6) Structured deloading towards competition

7) Performance

8) Performance Analysis

9) Reset


As the name of the blog suggests and introduced in the previous post, I have a significant interest in developing an athlete’s foundation level of aerobic ability which can then be progressed upon as the training cycles continue. In this period several other important training strategies can also be introduced such as mobility and strength work which overall create a training schedule that is diverse and in such is a great time to encourage exercise adherence to the new schedule. The strategies mentioned are just a brief overview and can be expanded for an individualized athlete experience.


Why is the green zone, low aerobic conditioning so important as a runner, cyclist, or paddler? The reason is it simply comes down to physiology. Within the physiological spectrum however it becomes a little more complicated when we start touching on aspects relating to 1) Cardiovascular fitness 2) Musculoskeletal strength and 3) Nutrition and/or energy utilization. It will come as no surprise that all these factors are not mutually exclusive.


Cardiovascular fitness as an endurance athlete is essentially the ability to do work at either a set intensity and the lowest possible work rate or the ability to produce a higher sustained workload at a reduced work rate compared to the athletes around you in the performance setting. This is one athlete’s competitive advantage over another. Too often in an aerobic sense this is forgotten especially in early phase conditioning. It is for this reason that I attempt to build as big an engine as possible with my athletes early in the season/foundation phase with a focus on consistent, low aerobic sessions that develop muscular endurance, neuromuscular control and bio-mechanical efficiency apart from the cardiovascular effect. This cardiovascular effect is not simply limited to the ability to work at greater efficiency but also in respect to improved recovery times post exercise.

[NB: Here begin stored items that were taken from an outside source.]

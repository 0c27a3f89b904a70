//! Authentication extractor
//!
//! Extracts and validates JWT tokens from the Authorization header.

use axum::{
    async_trait,
    extract::{FromRef, FromRequestParts},
    http::request::Parts,
};
use axum_extra::{
    headers::{authorization::Bearer, Authorization},
    TypedHeader,
};
use clip_core::Snowflake;

use crate::response::ApiError;
use crate::state::AppState;

/// Authenticated user extracted from JWT token
#[derive(Debug, Clone, Copy)]
pub struct AuthUser {
    /// User ID from the JWT token
    pub user_id: Snowflake,
}

impl AuthUser {
    /// Create a new AuthUser
    pub fn new(user_id: Snowflake) -> Self {
        Self { user_id }
    }
}

fn decode_bearer(state: &AppState, token: &str) -> Result<AuthUser, ApiError> {
    let claims = state.jwt_service().decode_token(token).map_err(|e| {
        tracing::warn!(error = %e, "Invalid access token");
        ApiError::Unauthorized("Invalid or expired access token")
    })?;

    let user_id = claims.user_id().map_err(|e| {
        tracing::warn!(error = %e, "Invalid user ID in token");
        ApiError::Unauthorized("Invalid or expired access token")
    })?;

    Ok(AuthUser::new(user_id))
}

#[async_trait]
impl<S> FromRequestParts<S> for AuthUser
where
    S: Send + Sync,
    AppState: FromRef<S>,
{
    type Rejection = ApiError;

    async fn from_request_parts(parts: &mut Parts, state: &S) -> Result<Self, Self::Rejection> {
        let TypedHeader(Authorization(bearer)) =
            TypedHeader::<Authorization<Bearer>>::from_request_parts(parts, state)
                .await
                .map_err(|_| ApiError::Unauthorized("Missing authorization header"))?;

        let app_state = AppState::from_ref(state);
        decode_bearer(&app_state, bearer.token())
    }
}

/// Optional authenticated user
///
/// Returns None if no authorization header is present,
/// or an error if a token is present but invalid.
#[derive(Debug, Clone, Copy)]
pub struct OptionalAuthUser(pub Option<AuthUser>);

impl OptionalAuthUser {
    /// The viewer's user ID, when authenticated
    pub fn user_id(&self) -> Option<Snowflake> {
        self.0.map(|auth| auth.user_id)
    }
}

#[async_trait]
impl<S> FromRequestParts<S> for OptionalAuthUser
where
    S: Send + Sync,
    AppState: FromRef<S>,
{
    type Rejection = ApiError;

    async fn from_request_parts(parts: &mut Parts, state: &S) -> Result<Self, Self::Rejection> {
        let auth_result =
            TypedHeader::<Authorization<Bearer>>::from_request_parts(parts, state).await;

        match auth_result {
            Ok(TypedHeader(Authorization(bearer))) => {
                let app_state = AppState::from_ref(state);
                let auth = decode_bearer(&app_state, bearer.token())?;
                Ok(OptionalAuthUser(Some(auth)))
            }
            Err(_) => Ok(OptionalAuthUser(None)),
        }
    }
}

A second reason and possibly the greatest positive I find in programming a large aerobic foundation phase is due to the musculoskeletal strength developments we find. Both recovery and low aerobic conditioning zones produce a positive affect on connective tissue structures that are critical in both maintenance and performance of athletic health. Structures such as the plantar fascia, the achilles tendon, patella tendon and iliotibial band are particularly vulnerable to excessive loads purely based on their force development capacity and recovery capabilities with often limited blood supply. As a strength and conditioning coach and biokineticist it is apparent without the need for stringent academia that these structures are often the high prevalence injuries and rehabilitation focus we encounter. The ability to produce consistency through low aerobic running I believe is fundamental to achieving healthy, robust, and determined athletes.

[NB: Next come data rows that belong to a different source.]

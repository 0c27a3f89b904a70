//! Authentication handlers
//!
//! Endpoints for user registration, login, and password changes.

use axum::{extract::State, Json};
use clip_service::{
    AuthResponse, AuthService, ChangePasswordRequest, LoginRequest, RegisterRequest,
};

use crate::extractors::{AuthUser, ValidatedJson};
use crate::response::{ApiResult, Created, NoContent};
use crate::state::AppState;

/// Register a new user
///
/// POST /auth/register
pub async fn register(
    State(state): State<AppState>,
    ValidatedJson(request): ValidatedJson<RegisterRequest>,
) -> ApiResult<Created<Json<AuthResponse>>> {
    let service = AuthService::new(state.service_context());
    let response = service.register(request).await?;
    Ok(Created(Json(response)))
}

/// Login with username and password
///
/// POST /auth/login
pub async fn login(
    State(state): State<AppState>,
    ValidatedJson(request): ValidatedJson<LoginRequest>,
) -> ApiResult<Json<AuthResponse>> {
    let service = AuthService::new(state.service_context());
    let response = service.login(request).await?;
    Ok(Json(response))
}

/// Log out the current user.
///
/// Access tokens are stateless, so there is nothing to revoke server-side;
/// the endpoint validates the token and the client discards its copy.
///
/// POST /auth/logout
pub async fn logout(auth: AuthUser) -> ApiResult<NoContent> {
    tracing::info!(user_id = %auth.user_id, "User logged out");
    Ok(NoContent)
}

/// Change the current user's password
///
/// PUT /users/@me/password
pub async fn change_password(
    State(state): State<AppState>,
    auth: AuthUser,
    ValidatedJson(request): ValidatedJson<ChangePasswordRequest>,
) -> ApiResult<NoContent> {
    let service = AuthService::new(state.service_context());
    service.change_password(auth.user_id, request).await?;
    Ok(NoContent)
}
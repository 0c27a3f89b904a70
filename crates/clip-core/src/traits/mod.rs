//! Ports - repository and storage traits implemented by the infrastructure layer

mod repositories;
mod storage;

pub use repositories::{
    ChannelStats, CommentRepository, CommentThread, CreatorStats, LikeSnapshot,
    NotificationRepository, NotificationView, ReactionRepository, ReactionSnapshot, RepoResult,
    Report, ReportRepository, SubscriptionRepository, UserRepository, VideoQuery, VideoRepository,
    VideoSort,
};
pub use storage::{Bucket, ObjectStorage};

Nutrition and particularly fuel source utilization is the final reason why I believe low aerobic training is so important. One aspect of the foundation training I put in place is a focus on lower carbohydrate intake and lower need for carbohydrate utilization. What this permeates is an athlete that is comfortable running at lower heart rates, utilizing greater adipose fat storage in training which is essential on race day once approaching the later stages of a race. This is not to say that race day nutrition is not highly individualized and I do prescribe high carbohydrate racing strategies to athletes but the ability to fall back on a greater utilization of fat stores is often the critical factor in race execution. This factor is important when considering the previous workload to work rate relationship.


It is important to understand that coaches approach training from other philosophies. Some high mileage focus, some high intensity focus for instance. This does not make any one better or worse; this is purely an assessment of how I train my athletes considering many of them have full time jobs, families, and long-term athletic goals. As I progress this blog it will become apparent that I take a deep dive into each athletes pillars of health (movement, nutrition, sleep, stress management & work/life balance) and often an exercise prescription will be based largely off those variables and not exclusively there movement pillar.


Stay safe, keep breathing and Activ8 Endurance.